Using the entries below, write out the line with "self.next_rblen = rblen;", the line with "block writer: begin", and every line in between, exactly as each is written.

(Stored data)

>>>

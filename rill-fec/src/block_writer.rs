use crate::codec::BlockEncoder;
use crate::composer::payload_id_len;
use log::{debug, error, trace};
use packet::io::{Composer, PacketWriter};
use packet::units::{self, Blknum, StreamTimestamp};
use packet::{FecScheme, Packet, PacketFactory};
use shared::error::{Error, Result};

/// FEC block writer parameters.
#[derive(Debug, Clone, Copy)]
pub struct BlockWriterConfig {
    /// Number of source packets per block (k).
    pub n_source_packets: usize,
    /// Number of repair packets per block (r).
    pub n_repair_packets: usize,
}

impl Default for BlockWriterConfig {
    fn default() -> Self {
        Self {
            n_source_packets: 18,
            n_repair_packets: 10,
        }
    }
}

/// Groups source packets into blocks of k, generates r repair packets per
/// block with the block encoder, and forwards all k+r packets downstream,
/// source first, repair after.
pub struct BlockWriter {
    cur_sblen: usize,
    next_sblen: usize,
    cur_rblen: usize,
    next_rblen: usize,
    cur_payload_size: usize,

    encoder: Box<dyn BlockEncoder>,
    writer: Box<dyn PacketWriter>,
    source_composer: Box<dyn Composer>,
    repair_composer: Box<dyn Composer>,
    factory: PacketFactory,

    // Source payloads of the current block, snapshotted as packets pass
    // through, so the encoder can read them after the packets are gone.
    source_payloads: Vec<Vec<u8>>,

    first_packet: bool,
    cur_packet: usize,
    cur_sbn: Blknum,

    fec_scheme: FecScheme,

    prev_block_timestamp_valid: bool,
    prev_block_timestamp: StreamTimestamp,
    block_max_duration: i64,
}

impl BlockWriter {
    pub fn new(
        config: BlockWriterConfig,
        fec_scheme: FecScheme,
        encoder: Box<dyn BlockEncoder>,
        writer: Box<dyn PacketWriter>,
        source_composer: Box<dyn Composer>,
        repair_composer: Box<dyn Composer>,
        factory: PacketFactory,
    ) -> Result<Self> {
        let mut block_writer = Self {
            cur_sblen: 0,
            next_sblen: 0,
            cur_rblen: 0,
            next_rblen: 0,
            cur_payload_size: 0,
            encoder,
            writer,
            source_composer,
            repair_composer,
            factory,
            source_payloads: Vec::new(),
            first_packet: true,
            cur_packet: 0,
            // Seed from an unpredictable source to reduce cross-stream
            // collision probability.
            cur_sbn: rand::random::<Blknum>(),
            fec_scheme,
            prev_block_timestamp_valid: false,
            prev_block_timestamp: 0,
            block_max_duration: 0,
        };

        block_writer.resize(config.n_source_packets, config.n_repair_packets)?;

        Ok(block_writer)
    }

    /// Maximum observed stream-timestamp distance between the first
    /// packets of consecutive blocks, since the last resize.
    pub fn max_block_duration(&self) -> StreamTimestamp {
        self.block_max_duration as StreamTimestamp
    }

    /// Request new block dimensions for subsequent blocks. A pending
    /// block is finished with the old dimensions.
    pub fn resize(&mut self, sblen: usize, rblen: usize) -> Result<()> {
        if self.next_sblen == sblen && self.next_rblen == rblen {
            return Ok(());
        }

        if sblen == 0 {
            error!("fec block writer: resize: sblen can't be zero");
            return Err(Error::BadConfig("fec block writer: zero sblen"));
        }

        if sblen + rblen > self.encoder.max_block_length() {
            debug!(
                "fec block writer: can't update block length, maximum value exceeded:\
                 cur_sbl={} cur_rbl={} new_sbl={} new_rbl={} max_blen={}",
                self.cur_sblen,
                self.cur_rblen,
                sblen,
                rblen,
                self.encoder.max_block_length()
            );
            return Err(Error::BadConfig("fec block writer: block too large"));
        }

        debug!(
            "fec block writer: update block size: cur_sbl={} cur_rbl={} new_sbl={} new_rbl={}",
            self.cur_sblen, self.cur_rblen, sblen, rblen
        );

        self.next_sblen = sblen;
        self.next_rblen = rblen;

        // max_block_duration() reports the maximum since last resize.
        self.prev_block_timestamp_valid = false;
        self.block_max_duration = 0;

        Ok(())
    }

    /// Accept the next source packet; on the k-th packet, generate and
    /// forward the repair packets of the completed block.
    pub fn write(&mut self, packet: Packet) -> Result<()> {
        self.validate_packet(&packet);

        if self.first_packet {
            self.first_packet = false;
        }

        if self.cur_packet == 0 {
            self.begin_block(&packet);
        }

        self.write_source_packet(packet)?;

        self.cur_packet += 1;

        if self.cur_packet == self.cur_sblen {
            let result = self.end_block();
            // Encoder or allocation failure aborts the repair packets of
            // this block only; source packets are already written.
            self.next_block();
            result?;
        }

        Ok(())
    }

    fn begin_block(&mut self, packet: &Packet) {
        self.update_block_duration(packet);

        self.cur_sblen = self.next_sblen;
        self.cur_rblen = self.next_rblen;
        self.cur_payload_size = packet.fec.as_ref().unwrap().payload.len();

        self.source_payloads.clear();

        trace!(
            "fec block writer: begin block: sbn={} sblen={} rblen={} payload_size={}",
            self.cur_sbn, self.cur_sblen, self.cur_rblen, self.cur_payload_size
        );
    }

    fn end_block(&mut self) -> Result<()> {
        let mut repair_packets = self.make_repair_packets()?;
        self.encode_repair_packets(&mut repair_packets)?;
        self.compose_repair_packets(&mut repair_packets)?;
        self.write_repair_packets(repair_packets)?;
        Ok(())
    }

    fn next_block(&mut self) {
        self.cur_sbn = self.cur_sbn.wrapping_add(1);
        self.cur_packet = 0;
    }

    fn write_source_packet(&mut self, mut packet: Packet) -> Result<()> {
        self.source_payloads.push(packet.fec_payload().to_vec());

        self.fill_packet_fec_fields(&mut packet, self.cur_packet);

        self.source_composer.compose(&mut packet)?;
        packet.add_flags(Packet::FLAG_COMPOSED);

        self.writer.write(packet)
    }

    fn make_repair_packets(&mut self) -> Result<Vec<Packet>> {
        let mut repair_packets = Vec::with_capacity(self.cur_rblen);
        for i in 0..self.cur_rblen {
            repair_packets.push(self.make_repair_packet(i)?);
        }
        Ok(repair_packets)
    }

    fn make_repair_packet(&mut self, pack_n: usize) -> Result<Packet> {
        let id_len = payload_id_len(self.fec_scheme);
        let Some(buffer) = self
            .factory
            .new_packet_buffer(id_len + self.cur_payload_size)
        else {
            error!("fec block writer: can't allocate buffer");
            return Err(Error::NoMem);
        };

        let mut packet = self.factory.new_packet();
        self.repair_composer
            .prepare(&mut packet, buffer, self.cur_payload_size)?;
        packet.add_flags(Packet::FLAG_PREPARED | Packet::FLAG_REPAIR);

        self.validate_packet(&packet);
        self.fill_packet_fec_fields(&mut packet, self.cur_sblen + pack_n);

        Ok(packet)
    }

    fn encode_repair_packets(&mut self, repair_packets: &mut [Packet]) -> Result<()> {
        let mut repair_payloads = vec![vec![0u8; self.cur_payload_size]; self.cur_rblen];

        self.encoder
            .encode(&self.source_payloads, &mut repair_payloads)?;

        for (packet, payload) in repair_packets.iter_mut().zip(repair_payloads) {
            let range = packet.fec.as_ref().unwrap().payload.clone();
            packet.buffer_mut()[range].copy_from_slice(&payload);
        }
        Ok(())
    }

    fn compose_repair_packets(&mut self, repair_packets: &mut [Packet]) -> Result<()> {
        for packet in repair_packets.iter_mut() {
            self.repair_composer.compose(packet)?;
            packet.add_flags(Packet::FLAG_COMPOSED);
        }
        Ok(())
    }

    fn write_repair_packets(&mut self, repair_packets: Vec<Packet>) -> Result<()> {
        for packet in repair_packets {
            self.writer.write(packet)?;
        }
        Ok(())
    }

    fn fill_packet_fec_fields(&self, packet: &mut Packet, pack_n: usize) {
        let fec = packet.fec.as_mut().unwrap();
        fec.encoding_symbol_id = pack_n;
        fec.source_block_number = self.cur_sbn;
        fec.source_block_length = self.cur_sblen;
        fec.block_length = self.cur_sblen + self.cur_rblen;
    }

    fn validate_packet(&self, packet: &Packet) {
        if !packet.has_flags(Packet::FLAG_PREPARED) {
            panic!("fec block writer: unexpected packet: must be prepared");
        }

        if packet.has_flags(Packet::FLAG_COMPOSED) {
            panic!("fec block writer: unexpected packet: must not be composed");
        }

        let Some(fec) = &packet.fec else {
            panic!("fec block writer: unexpected non-fec packet");
        };

        if fec.fec_scheme != self.fec_scheme {
            panic!(
                "fec block writer: unexpected packet fec scheme: packet_scheme={} session_scheme={}",
                fec.fec_scheme, self.fec_scheme
            );
        }

        let payload_size = fec.payload.len();

        if payload_size == 0 {
            panic!("fec block writer: unexpected packet with zero payload size");
        }

        if self.cur_packet != 0 && payload_size != self.cur_payload_size {
            panic!(
                "fec block writer: unexpected payload size change in the middle of a block:\
                 sbn={} esi={} old_size={} new_size={}",
                self.cur_sbn, self.cur_packet, self.cur_payload_size, payload_size
            );
        }
    }

    fn update_block_duration(&mut self, first_block_packet: &Packet) {
        let mut block_dur = 0;
        if self.prev_block_timestamp_valid {
            block_dur = units::stream_timestamp_diff(
                first_block_packet.stream_timestamp(),
                self.prev_block_timestamp,
            );
        }

        if block_dur < 0 {
            trace!(
                "fec block writer: negative block duration: prev_ts={} curr_ts={}",
                self.prev_block_timestamp,
                first_block_packet.stream_timestamp()
            );
            self.prev_block_timestamp_valid = false;
        } else {
            self.block_max_duration = self.block_max_duration.max(block_dur);
            self.prev_block_timestamp = first_block_packet.stream_timestamp();
            self.prev_block_timestamp_valid = true;
        }
    }
}

impl PacketWriter for BlockWriter {
    fn write(&mut self, packet: Packet) -> Result<()> {
        BlockWriter::write(self, packet)
    }
}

<<<

• TASK RESULT:
        self.next_rblen = rblen;

        // max_block_duration() reports the maximum since last resize.
        self.prev_block_timestamp_valid = false;
        self.block_max_duration = 0;

        Ok(())
    }

    /// Accept the next source packet; on the k-th packet, generate and
    /// forward the repair packets of the completed block.
    pub fn write(&mut self, packet: Packet) -> Result<()> {
        self.validate_packet(&packet);

        if self.first_packet {
            self.first_packet = false;
        }

        if self.cur_packet == 0 {
            self.begin_block(&packet);
        }

        self.write_source_packet(packet)?;

        self.cur_packet += 1;

        if self.cur_packet == self.cur_sblen {
            let result = self.end_block();
            // Encoder or allocation failure aborts the repair packets of
            // this block only; source packets are already written.
            self.next_block();
            result?;
        }

        Ok(())
    }

    fn begin_block(&mut self, packet: &Packet) {
        self.update_block_duration(packet);

        self.cur_sblen = self.next_sblen;
        self.cur_rblen = self.next_rblen;
        self.cur_payload_size = packet.fec.as_ref().unwrap().payload.len();

        self.source_payloads.clear();

        trace!(
            "fec block writer: begin block: sbn={} sblen={} rblen={} payload_size={}",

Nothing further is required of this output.